Editorial del 12 de enero de 2017

Llamar cutre a un periodista, mandar callar a otro, meter a Dios en medio de su fanfarronería. El mundo se prepara para la inminente presidencia de Donald Trump con el corazón encogido y las bolsas tiritando.

Preocupado está el director general de la OTAN, los 20 millones de norteamericanos que habrán tenido asistencia médica apenas unos meses, el Gobierno mexicano al que amenaza con pagar la valla que Trump va a construir, las empresas norteamericanas que no se plieguen a sus exigencias y todas las cancillerías europeas, sean de derecha o izquierda.

Sólo el presidente de la Federación Rusa, Vladímir Putin, fue tratado ayer por el próximo inquilino de la Casa Blanca con auténtico guante de seda.

El mundo en manos de esa complicidad entre Trump y Putin, que se respetan y hasta puede que se admiren, será un mundo forzosamente distinto al que hoy reconocemos. Donald Trump va a resultar paradójicamente el único político que cumple sus compromisos cuando el mundo tenía la esperanza precisamente de que sólo fueran fanfarronerías propias de cualquier campaña electoral.
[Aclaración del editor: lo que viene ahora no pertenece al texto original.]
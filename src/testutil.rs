// Copyright (C) 2026 Michael Wilson <mike@mdwn.dev>
//
// This program is free software: you can redistribute it and/or modify it under
// the terms of the GNU General Public License as published by the Free Software
// Foundation, version 3.
//
// This program is distributed in the hope that it will be useful, but WITHOUT
// ANY WARRANTY; without even the implied warranty of MERCHANTABILITY or FITNESS
// FOR A PARTICULAR PURPOSE. See the GNU General Public License for more details.
//
// You should have received a copy of the GNU General Public License along with
// this program. If not, see <https://www.gnu.org/licenses/>.
//
use std::{
    collections::VecDeque,
    error::Error,
    path::Path,
    sync::atomic::{AtomicUsize, Ordering},
    time::{Duration, SystemTime},
};

use futures_util::future::{BoxFuture, FutureExt};
use hound::{SampleFormat, WavSpec, WavWriter};
use parking_lot::Mutex;

use crate::decode::{Sample, SampleDecoder};
use crate::error::EngineError;
use crate::fetch::AssetFetcher;

/// Wait for the given predicate to return true or fail.
pub async fn eventually<F>(predicate: F, error_msg: &str)
where
    F: Fn() -> bool,
{
    let start = SystemTime::now();
    let tick = Duration::from_millis(10);
    let timeout = Duration::from_secs(3);

    loop {
        let elapsed = start.elapsed();
        if elapsed.is_err() {
            panic!("System time error");
        }
        let elapsed = elapsed.unwrap();

        if elapsed > timeout {
            panic!("{}", error_msg);
        }
        if predicate() {
            return;
        }
        tokio::time::sleep(tick).await;
    }
}

/// Writes a mono 16 bit WAV file.
pub fn write_wav(path: &Path, samples: &[i16], sample_rate: u32) -> Result<(), Box<dyn Error>> {
    let spec = WavSpec {
        channels: 1,
        sample_rate,
        bits_per_sample: 16,
        sample_format: SampleFormat::Int,
    };
    let mut writer = WavWriter::create(path, spec)?;
    for sample in samples {
        writer.write_sample(*sample)?;
    }
    writer.finalize()?;
    Ok(())
}

/// A fetcher that serves canned outcomes, counting requests.
pub struct MockFetcher {
    calls: AtomicUsize,
    outcomes: Mutex<VecDeque<Result<Vec<u8>, EngineError>>>,
    delay: Duration,
}

impl MockFetcher {
    /// Always succeeds with a few bytes.
    pub fn new() -> MockFetcher {
        MockFetcher {
            calls: AtomicUsize::new(0),
            outcomes: Mutex::new(VecDeque::new()),
            delay: Duration::ZERO,
        }
    }

    /// Serves the given outcomes in order, then succeeds.
    pub fn with_outcomes(outcomes: Vec<Result<Vec<u8>, EngineError>>) -> MockFetcher {
        MockFetcher {
            outcomes: Mutex::new(outcomes.into()),
            ..MockFetcher::new()
        }
    }

    /// Holds every response for the given duration.
    pub fn delayed(mut self, delay: Duration) -> MockFetcher {
        self.delay = delay;
        self
    }

    /// Returns how many fetches were issued.
    pub fn calls(&self) -> usize {
        self.calls.load(Ordering::SeqCst)
    }
}

impl Default for MockFetcher {
    fn default() -> Self {
        MockFetcher::new()
    }
}

impl AssetFetcher for MockFetcher {
    fn fetch(&self, _location: &str) -> BoxFuture<'static, Result<Vec<u8>, EngineError>> {
        self.calls.fetch_add(1, Ordering::SeqCst);
        let outcome = self
            .outcomes
            .lock()
            .pop_front()
            .unwrap_or_else(|| Ok(vec![1, 2, 3, 4]));
        let delay = self.delay;
        async move {
            if !delay.is_zero() {
                tokio::time::sleep(delay).await;
            }
            outcome
        }
        .boxed()
    }
}

/// A decoder that produces a flat one second sample, optionally failing first.
pub struct MockDecoder {
    calls: AtomicUsize,
    failures_remaining: AtomicUsize,
    inputs: Mutex<Vec<Vec<u8>>>,
}

impl MockDecoder {
    pub fn new() -> MockDecoder {
        MockDecoder::failing(0)
    }

    /// The first `failures` decodes fail.
    pub fn failing(failures: usize) -> MockDecoder {
        MockDecoder {
            calls: AtomicUsize::new(0),
            failures_remaining: AtomicUsize::new(failures),
            inputs: Mutex::new(Vec::new()),
        }
    }

    pub fn calls(&self) -> usize {
        self.calls.load(Ordering::SeqCst)
    }

    /// Returns the bytes handed to every decode call.
    pub fn inputs(&self) -> Vec<Vec<u8>> {
        self.inputs.lock().clone()
    }
}

impl Default for MockDecoder {
    fn default() -> Self {
        MockDecoder::new()
    }
}

impl SampleDecoder for MockDecoder {
    fn decode(&self, mut bytes: Vec<u8>, target_sample_rate: u32) -> Result<Sample, EngineError> {
        self.calls.fetch_add(1, Ordering::SeqCst);
        self.inputs.lock().push(bytes.clone());
        // Decoding is allowed to consume its input.
        bytes.clear();

        let failed = self
            .failures_remaining
            .fetch_update(Ordering::SeqCst, Ordering::SeqCst, |n| n.checked_sub(1))
            .is_ok();
        if failed {
            return Err(EngineError::DecodeFailure("mock decode failure".to_string()));
        }
        Ok(Sample::new(
            vec![0.5; target_sample_rate as usize],
            1,
            target_sample_rate,
        ))
    }
}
Hay una lectura interesante en todo esto. A menudo, los gobernantes alegan que no pueden tomar las decisiones que desearían porque la política está sujeta a la economía global, a la globalización en general. Trump demostraría que el poder sí puede usarse, que ningún gobernante está atado de pies y manos cuando tiene determinación. Al menos, si ese presidente es el de EEUU.